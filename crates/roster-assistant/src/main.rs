//! Roster Assistant CLI.
//!
//! Steer the roster solver with natural-language instructions.

use std::path::{Path, PathBuf};

use anyhow::Result;
use chrono::Utc;
use clap::{Parser, Subcommand};
use tokio::io::{AsyncBufReadExt, BufReader};
use tracing::{info, warn};
use tracing_subscriber::EnvFilter;

use roster_assistant::report::format_duration;
use roster_assistant::{connect, starting_session, AssistantConfig, TurnReport};
use roster_kernel::{
    DayGenerator, Orchestrator, Resource, Session, ToolRegistry, ToolsetConfig, TurnOutcome,
    WeightEncoding,
};

#[derive(Parser)]
#[command(name = "roster-assistant")]
#[command(about = "Natural-language control of a constraint-based roster solver")]
struct Cli {
    #[command(subcommand)]
    command: Commands,

    /// JSON configuration file
    #[arg(long, short)]
    config: Option<PathBuf>,

    /// Ollama/vLLM host URL
    #[arg(long, env = "OLLAMA_HOST")]
    host: Option<String>,

    /// Solver service URL
    #[arg(long, env = "SOLVER_URL")]
    solver_url: Option<String>,

    /// Personnel service URL
    #[arg(long, env = "PERSONNEL_URL")]
    personnel_url: Option<String>,

    /// Read personnel from a JSON file instead of the personnel service
    #[arg(long)]
    personnel_file: Option<PathBuf>,

    /// Chat model name
    #[arg(long, short)]
    model: Option<String>,

    /// Seed for the generated starting schedule
    #[arg(long)]
    seed: Option<u64>,

    /// Enable verbose output
    #[arg(long, short)]
    verbose: bool,
}

#[derive(Subcommand)]
enum Commands {
    /// Generate and display a day schedule.
    Generate,

    /// Print the default constraint weights.
    Weights {
        /// Print the structured {hard, soft} form instead of text
        #[arg(long)]
        structured: bool,
    },

    /// Print the tool schema sent to the model.
    Tools {
        /// Include setRoleMatchHardWeight
        #[arg(long)]
        role_match: bool,
        /// Include the string-valued set<Name>Weight tools
        #[arg(long)]
        legacy: bool,
    },

    /// Run a single turn.
    Chat {
        /// Instruction for the assistant
        instruction: String,
        /// Output file for the turn report (JSON)
        #[arg(short, long)]
        output: Option<PathBuf>,
    },

    /// Solve the generated schedule with default weights, without the chat model.
    Solve,

    /// Interactive multi-turn session.
    Repl,
}

impl Cli {
    /// Config file values, overridden by flags and environment.
    fn resolve_config(&self) -> Result<AssistantConfig> {
        let mut config = AssistantConfig::load_or_default(self.config.as_deref())?;
        if let Some(host) = &self.host {
            config.chat_host = host.clone();
        }
        if let Some(url) = &self.solver_url {
            config.solver_url = url.clone();
        }
        if let Some(url) = &self.personnel_url {
            config.personnel_url = url.clone();
        }
        if let Some(path) = &self.personnel_file {
            config.personnel_file = Some(path.clone());
        }
        if let Some(model) = &self.model {
            config.orchestrator.model = model.clone();
        }
        if let Some(seed) = self.seed {
            config.seed = seed;
        }
        Ok(config)
    }
}

#[tokio::main]
async fn main() -> Result<()> {
    let cli = Cli::parse();

    // Initialize tracing
    let filter = if cli.verbose {
        EnvFilter::new("debug")
    } else {
        EnvFilter::new("info")
    };
    tracing_subscriber::fmt().with_env_filter(filter).init();

    let config = cli.resolve_config()?;

    match cli.command {
        Commands::Generate => {
            let mut generator = DayGenerator::new(config.day.clone(), config.seed);
            let schedule = generator.generate_catalogue(Resource::default_catalogue());
            println!("{}", schedule);
        }

        Commands::Weights { structured } => {
            let encoding = if structured {
                WeightEncoding::Structured
            } else {
                WeightEncoding::Text
            };
            let weights = config.orchestrator.weights.model();
            println!("{}", serde_json::to_string_pretty(&weights.encode(encoding))?);
        }

        Commands::Tools { role_match, legacy } => {
            let registry = ToolRegistry::from_config(&ToolsetConfig {
                expose_role_match: role_match || config.orchestrator.toolset.expose_role_match,
                legacy_weight_tools: legacy || config.orchestrator.toolset.legacy_weight_tools,
            });
            println!("{}", serde_json::to_string_pretty(&registry.schema())?);
        }

        Commands::Chat {
            instruction,
            output,
        } => {
            let orchestrator = connect(&config)?;
            let mut session = starting_session(&orchestrator, &config);

            let started_at = Utc::now();
            let outcome = orchestrator.run_turn(&mut session, &instruction).await?;
            print_outcome(&outcome, &session);

            let report = TurnReport::new(
                &config.orchestrator.model,
                &instruction,
                started_at,
                &outcome,
                &session,
            );
            println!("Duration: {}", format_duration(report.duration_ms()));

            if let Some(output) = output {
                write_report(&report, &output)?;
                println!("\nReport written to: {}", output.display());
            }
        }

        Commands::Solve => {
            let orchestrator = connect(&config)?;
            let mut session = starting_session(&orchestrator, &config);
            let summary = orchestrator.solve_now(&mut session).await?;
            println!(
                "Solve: {} assignments, {} applied, {} skipped, {} conflicts, score {}",
                summary.assignments,
                summary.applied,
                summary.skipped,
                summary.conflicts,
                summary.score.as_deref().unwrap_or("n/a")
            );
            println!("\n{}", session.schedule);
        }

        Commands::Repl => {
            let orchestrator = connect(&config)?;
            let mut session = starting_session(&orchestrator, &config);
            repl(&orchestrator, &mut session).await?;
        }
    }

    Ok(())
}

fn print_outcome(outcome: &TurnOutcome, session: &Session) {
    println!("\n=== Turn {} ===", outcome.turn_id);
    for call in &outcome.calls {
        println!(
            "  {:?} {}({}){}",
            call.status,
            call.name,
            serde_json::Value::Object(call.arguments.clone()),
            if call.synthetic { " [appended]" } else { "" }
        );
    }
    if let Some(solve) = &outcome.solve {
        println!(
            "Solve: {} assignments, {} applied, {} skipped, {} conflicts, score {}",
            solve.assignments,
            solve.applied,
            solve.skipped,
            solve.conflicts,
            solve.score.as_deref().unwrap_or("n/a")
        );
        println!("\n{}", session.schedule);
    }
    println!("\nAssistant: {}", outcome.reply);
}

fn write_report(report: &TurnReport, output: &Path) -> Result<()> {
    if let Some(parent) = output.parent().filter(|p| !p.as_os_str().is_empty()) {
        std::fs::create_dir_all(parent)?;
    }
    report.save(output)
}

async fn repl(orchestrator: &Orchestrator, session: &mut Session) -> Result<()> {
    println!("Commands: :solve, :schedule, :weights, :reset, :quit");
    let mut lines = BufReader::new(tokio::io::stdin()).lines();

    while let Some(line) = lines.next_line().await? {
        let line = line.trim();
        match line {
            "" => continue,
            ":quit" | ":q" => break,
            ":schedule" => println!("{}", session.schedule),
            ":solve" => match orchestrator.solve_now(session).await {
                Ok(summary) => {
                    println!("Applied {} assignments.", summary.applied);
                    println!("{}", session.schedule);
                }
                Err(failure) => println!("Error: {}", failure.error),
            },
            ":weights" => {
                for (name, weight) in session.weights.serialize() {
                    println!("  {name}: {weight}");
                }
            }
            ":reset" => {
                session.weights.reset_all();
                session.clear_history();
                println!("Weights and history reset.");
            }
            instruction => match orchestrator.run_turn(session, instruction).await {
                Ok(outcome) => print_outcome(&outcome, session),
                Err(failure) => {
                    warn!(turn_id = %failure.turn_id, error = %failure.error, "Turn failed");
                    println!("Error: {}", failure.error);
                }
            },
        }
    }

    info!(turns = session.history().len() / 2, "Session ended");
    Ok(())
}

════════

• GOAL OF THE EXERCISE:
Search the entries for the word "schema". Copy each line where it appears.

• TASK SOLUTION:
    /// Print the tool schema sent to the model.
            println!("{}", serde_json::to_string_pretty(&registry.schema())?);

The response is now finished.